__Task data__
Segment Open

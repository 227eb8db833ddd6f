mod cmd;
mod output;

use std::path::PathBuf;

use clap::Parser;
use tracing_subscriber::EnvFilter;

use pubwin_lib::error::{EXIT_FAILURE, PublishError};
use pubwin_lib::request::{BuildRequest, Configuration};
use pubwin_lib::target::Architecture;

use crate::cmd::PublishArgs;
use crate::output::{OutputFormat, print_error};

/// pubwin - publish a project for a Windows runtime
///
/// Trimming only works on self-contained output: `--trimmed` without
/// `--self-contained` turns self-contained on and prints a warning.
#[derive(Parser)]
#[command(name = "pubwin")]
#[command(author, version, about, long_about)]
struct Cli {
  /// Build configuration [possible values: Debug, Release]
  #[arg(short, long, default_value = "Release")]
  configuration: Configuration,

  /// Target architecture [possible values: x64, x86, arm64]
  #[arg(short, long, default_value = "x64")]
  architecture: Architecture,

  /// Bundle the runtime with the output
  #[arg(long)]
  self_contained: bool,

  /// Merge the output into a single executable
  #[arg(long)]
  single_file: bool,

  /// Trim unused code (implies --self-contained)
  #[arg(long)]
  trimmed: bool,

  /// Output directory (default: <root>/artifacts/win-<arch>)
  #[arg(short, long)]
  output_dir: Option<PathBuf>,

  /// Remove previous output and run the toolchain's clean first
  #[arg(long)]
  clean: bool,

  /// Project to publish, relative to the root (default: src/App/App.csproj)
  #[arg(long)]
  project: Option<PathBuf>,

  /// Artifact to report the size of after a successful publish (default: App.exe)
  #[arg(long)]
  artifact: Option<String>,

  /// Print the commands that would run without running them
  #[arg(long)]
  dry_run: bool,

  /// Output format
  #[arg(long, value_enum, default_value_t = OutputFormat::Text)]
  format: OutputFormat,

  /// Enable verbose output
  #[arg(short, long)]
  verbose: bool,
}

impl Cli {
  fn request(&self) -> BuildRequest {
    BuildRequest {
      configuration: self.configuration,
      architecture: self.architecture,
      self_contained: self.self_contained,
      single_file: self.single_file,
      trimmed: self.trimmed,
      output_dir: self.output_dir.clone(),
      clean: self.clean,
    }
  }
}

fn main() {
  let cli = Cli::parse();

  let filter = if cli.verbose {
    EnvFilter::new("debug")
  } else {
    EnvFilter::from_default_env()
  };
  tracing_subscriber::fmt()
    .with_env_filter(filter)
    .with_writer(std::io::stderr)
    .without_time()
    .init();

  let args = PublishArgs {
    request: cli.request(),
    project: cli.project,
    artifact: cli.artifact,
    dry_run: cli.dry_run,
    output: cli.format,
  };

  if let Err(err) = cmd::cmd_publish(args) {
    std::process::exit(report_failure(&err));
  }
}

/// Print a failure and return the exit code to leave with.
///
/// Toolchain failures keep the toolchain's own code unchanged, including
/// Windows codes above 255 or negative as `i32`.
fn report_failure(err: &anyhow::Error) -> i32 {
  match err.downcast_ref::<PublishError>() {
    Some(PublishError::ToolchainFailed { action, code }) => {
      print_error(&format!("{} failed (exit code {})", action, code));
      *code
    }
    Some(publish_err) => {
      print_error(&publish_err.to_string());
      publish_err.exit_code()
    }
    None => {
      print_error(&format!("{:#}", err));
      EXIT_FAILURE
    }
  }
}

Segment Closed

__Activity__
Transcribe the data above in full, exactly.

__Result below__
repository 227eb8db833ddd6f
mod cmd;
mod output;

use std::path::PathBuf;

use clap::Parser;
use tracing_subscriber::EnvFilter;

use pubwin_lib::error::{EXIT_FAILURE, PublishError};
use pubwin_lib::request::{BuildRequest, Configuration};
use pubwin_lib::target::Architecture;

use crate::cmd::PublishArgs;
use crate::output::{OutputFormat, print_error};

/// pubwin - publish a project for a Windows runtime
///
/// Trimming only works on self-contained output: `--trimmed` without
/// `--self-contained` turns self-contained on and prints a warning.
#[derive(Parser)]
#[command(name = "pubwin")]
#[command(author, version, about, long_about)]
struct Cli {
  /// Build configuration [possible values: Debug, Release]
  #[arg(short, long, default_value = "Release")]
  configuration: Configuration,

  /// Target architecture [possible values: x64, x86, arm64]
  #[arg(short, long, default_value = "x64")]
  architecture: Architecture,

  /// Bundle the runtime with the output
  #[arg(long)]
  self_contained: bool,

  /// Merge the output into a single executable
  #[arg(long)]
  single_file: bool,

  /// Trim unused code (implies --self-contained)
  #[arg(long)]
  trimmed: bool,

  /// Output directory (default: <root>/artifacts/win-<arch>)
  #[arg(short, long)]
  output_dir: Option<PathBuf>,

  /// Remove previous output and run the toolchain's clean first
  #[arg(long)]
  clean: bool,

  /// Project to publish, relative to the root (default: src/App/App.csproj)
  #[arg(long)]
  project: Option<PathBuf>,

  /// Artifact to report the size of after a successful publish (default: App.exe)
  #[arg(long)]
  artifact: Option<String>,

  /// Print the commands that would run without running them
  #[arg(long)]
  dry_run: bool,

  /// Output format
  #[arg(long, value_enum, default_value_t = OutputFormat::Text)]
  format: OutputFormat,

  /// Enable verbose output
  #[arg(short, long)]
  verbose: bool,
}

impl Cli {
  fn request(&self) -> BuildRequest {
    BuildRequest {
      configuration: self.configuration,
      architecture: self.architecture,
      self_contained: self.self_contained,
      single_file: self.single_file,
      trimmed: self.trimmed,
      output_dir: self.output_dir.clone(),
      clean: self.clean,
    }
  }
}

fn main() {
  let cli = Cli::parse();

  let filter = if cli.verbose {
    EnvFilter::new("debug")
  } else {
    EnvFilter::from_default_env()
  };
  tracing_subscriber::fmt()
    .with_env_filter(filter)
    .with_writer(std::io::stderr)
    .without_time()
    .init();

  let args = PublishArgs {
    request: cli.request(),
    project: cli.project,
    artifact: cli.artifact,
    dry_run: cli.dry_run,
    output: cli.format,
  };

  if let Err(err) = cmd::cmd_publish(args) {
    std::process::exit(report_failure(&err));
  }
}

/// Print a failure and return the exit code to leave with.
///
/// Toolchain failures keep the toolchain's own code unchanged, including
/// Windows codes above 255 or negative as `i32`.
fn report_failure(err: &anyhow::Error) -> i32 {
  match err.downcast_ref::<PublishError>() {
    Some(PublishError::ToolchainFailed { action, code }) => {
      print_error(&format!("{} failed (exit code {})", action, code));
      *code
    }
    Some(publish_err) => {
      print_error(&publish_err.to_string());
      publish_err.exit_code()
    }
    None => {
      print_error(&format!("{:#}", err));
      EXIT_FAILURE
    }
  }
}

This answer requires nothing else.